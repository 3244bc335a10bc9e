//! Tone disclaimer shown at the top of article pages.

use serde::{Deserialize, Serialize};

#[derive(Debug, Clone, Copy, PartialEq, Eq, Default, Serialize, Deserialize)]
#[serde(rename_all = "snake_case")]
pub enum DisclaimerVariant {
    Disclaimer,
    Academic,
    Therapist,
    Commitment,
    #[default]
    Random,
}

/// A concrete variant, after `Random` has been resolved.
#[derive(Debug, Clone, Copy, PartialEq, Eq, Serialize)]
#[serde(rename_all = "snake_case")]
pub enum DisclaimerStyle {
    Disclaimer,
    Academic,
    Therapist,
    Commitment,
}

impl DisclaimerStyle {
    pub const ALL: [DisclaimerStyle; 4] = [
        DisclaimerStyle::Disclaimer,
        DisclaimerStyle::Academic,
        DisclaimerStyle::Therapist,
        DisclaimerStyle::Commitment,
    ];

    pub fn copy(self) -> DisclaimerCopy {
        match self {
            DisclaimerStyle::Disclaimer => DisclaimerCopy {
                title: "⚠️ Content Warning: Excessive Sarcasm Ahead",
                paragraphs: &[
                    "This analysis contains traces of sarcasm, dad jokes, and occasional questionable life choice. Side effects may include: uncontrollable eye-rolling, sudden desire to fact-check everything.",
                    "Disclaimer: All data is real. All insights are genuine. The jokes are just how I survive staring at data for far too long.",
                ],
                accent: "yellow",
            },
            DisclaimerStyle::Academic => DisclaimerCopy {
                title: "⚠️ Academic Disclosure (Sort Of)",
                paragraphs: &[
                    "This document attempts to maintain academic rigor while simultaneously questioning every decision that led to its creation. Think of it as a thesis defense, but the defense is mostly \"I was curious and things got out of hand.\"",
                    "Methodology: Legitimate data analysis. Presentation style: Stand-up comedy meets TED Talk meets therapy session. Author's mental state: Questionable but functional.",
                ],
                accent: "blue",
            },
            DisclaimerStyle::Therapist => DisclaimerCopy {
                title: "⚠️ A Note From The Author's Inner Monologue",
                paragraphs: &[
                    "You're about to read an analysis written by someone who thought \"I'll just do a quick exploration\" and ended up three weeks deep in data. The analysis is solid. The commentary is how I process the realization that this is what I do for fun now.",
                    "If you're here for dry, formal analysis: this ain't it, chief. If you're here for data delivered with the energy of someone who's had too much coffee and made it everyone else's problem: welcome home.",
                ],
                accent: "purple",
            },
            DisclaimerStyle::Commitment => DisclaimerCopy {
                title: "⚠️ Before You Commit To This Journey",
                paragraphs: &[
                    "Fair warning: this analysis is presented in a tone best described as \"professionally unhinged.\" The data is real, the insights are valid, and the delivery is... well, it's a choice. My choice. A choice I'm making you live with now.",
                    "What you'll get: Accurate analysis, useful insights, occasional existential commentary. What you won't get: Boring corporate jargon, unnecessarily complex sentences, pretending I didn't spend my weekend doing this voluntarily.",
                ],
                accent: "green",
            },
        }
    }
}

#[derive(Debug, Clone, Copy, PartialEq, Eq, Serialize)]
pub struct DisclaimerCopy {
    pub title: &'static str,
    pub paragraphs: &'static [&'static str],
    /// Color family of the banner.
    pub accent: &'static str,
}

/// Source of the index used for `Random`.
pub trait VariantPicker {
    /// Index in `0..len`.
    fn pick(&mut self, len: usize) -> usize;
}

/// Picks from the operating system's random source.
#[derive(Debug, Default, Clone, Copy)]
pub struct RandomPicker;

impl VariantPicker for RandomPicker {
    fn pick(&mut self, len: usize) -> usize {
        match getrandom::u32() {
            Ok(value) => value as usize % len.max(1),
            Err(error) => {
                log::warn!("random source unavailable ({error}), using the first disclaimer");
                0
            }
        }
    }
}

impl DisclaimerVariant {
    pub fn resolve(self, picker: &mut dyn VariantPicker) -> DisclaimerStyle {
        match self {
            DisclaimerVariant::Disclaimer => DisclaimerStyle::Disclaimer,
            DisclaimerVariant::Academic => DisclaimerStyle::Academic,
            DisclaimerVariant::Therapist => DisclaimerStyle::Therapist,
            DisclaimerVariant::Commitment => DisclaimerStyle::Commitment,
            DisclaimerVariant::Random => {
                let styles = DisclaimerStyle::ALL;
                styles[picker.pick(styles.len()) % styles.len()]
            }
        }
    }
}

#[derive(Debug, Clone, PartialEq, Eq)]
pub struct DisclaimerBanner {
    style: DisclaimerStyle,
    dismissible: bool,
    visible: bool,
}

impl DisclaimerBanner {
    /// Resolve the variant once, at mount.
    pub fn new(variant: DisclaimerVariant, dismissible: bool, picker: &mut dyn VariantPicker) -> Self {
        Self {
            style: variant.resolve(picker),
            dismissible,
            visible: true,
        }
    }

    pub fn style(&self) -> DisclaimerStyle {
        self.style
    }

    pub fn copy(&self) -> DisclaimerCopy {
        self.style.copy()
    }

    pub fn is_dismissible(&self) -> bool {
        self.dismissible
    }

    pub fn is_visible(&self) -> bool {
        self.visible
    }

    /// Hide the banner. Returns `false` when it cannot be dismissed.
    pub fn dismiss(&mut self) -> bool {
        if self.dismissible {
            self.visible = false;
        }
        self.dismissible
    }
}

#[cfg(test)]
mod tests {
    use super::*;

    struct Fixed(usize);

    impl VariantPicker for Fixed {
        fn pick(&mut self, _len: usize) -> usize {
            self.0
        }
    }

    #[test]
    fn concrete_variants_ignore_picker() {
        assert_eq!(
            DisclaimerVariant::Therapist.resolve(&mut Fixed(0)),
            DisclaimerStyle::Therapist
        );
    }

    #[test]
    fn random_maps_onto_every_style() {
        let picked: Vec<_> = (0..4)
            .map(|index| DisclaimerVariant::Random.resolve(&mut Fixed(index)))
            .collect();
        assert_eq!(picked, DisclaimerStyle::ALL);
    }

    #[test]
    fn random_picker_stays_in_range() {
        let mut picker = RandomPicker;
        for _ in 0..32 {
            assert!(picker.pick(4) < 4);
        }
    }

    #[test]
    fn every_style_has_copy() {
        for style in DisclaimerStyle::ALL {
            let copy = style.copy();
            assert!(copy.title.starts_with("⚠️"));
            assert_eq!(copy.paragraphs.len(), 2);
        }
    }

    #[test]
    fn only_dismissible_banner_hides() {
        let mut fixed = DisclaimerBanner::new(DisclaimerVariant::Academic, false, &mut Fixed(0));
        assert!(!fixed.dismiss());
        assert!(fixed.is_visible());

        let mut closable = DisclaimerBanner::new(DisclaimerVariant::Random, true, &mut Fixed(3));
        assert_eq!(closable.style(), DisclaimerStyle::Commitment);
        assert!(closable.dismiss());
        assert!(!closable.is_visible());
    }
}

+-------+

--- Problem to work on ---
Lines with "occasional" in them are what the answer must contain; copy each from the records above.

--- Result for this exercise ---
                    "This analysis contains traces of sarcasm, dad jokes, and occasional questionable life choice. Side effects may include: uncontrollable eye-rolling, sudden desire to fact-check everything.",
                    "What you'll get: Accurate analysis, useful insights, occasional existential commentary. What you won't get: Boring corporate jargon, unnecessarily complex sentences, pretending I didn't spend my weekend doing this voluntarily.",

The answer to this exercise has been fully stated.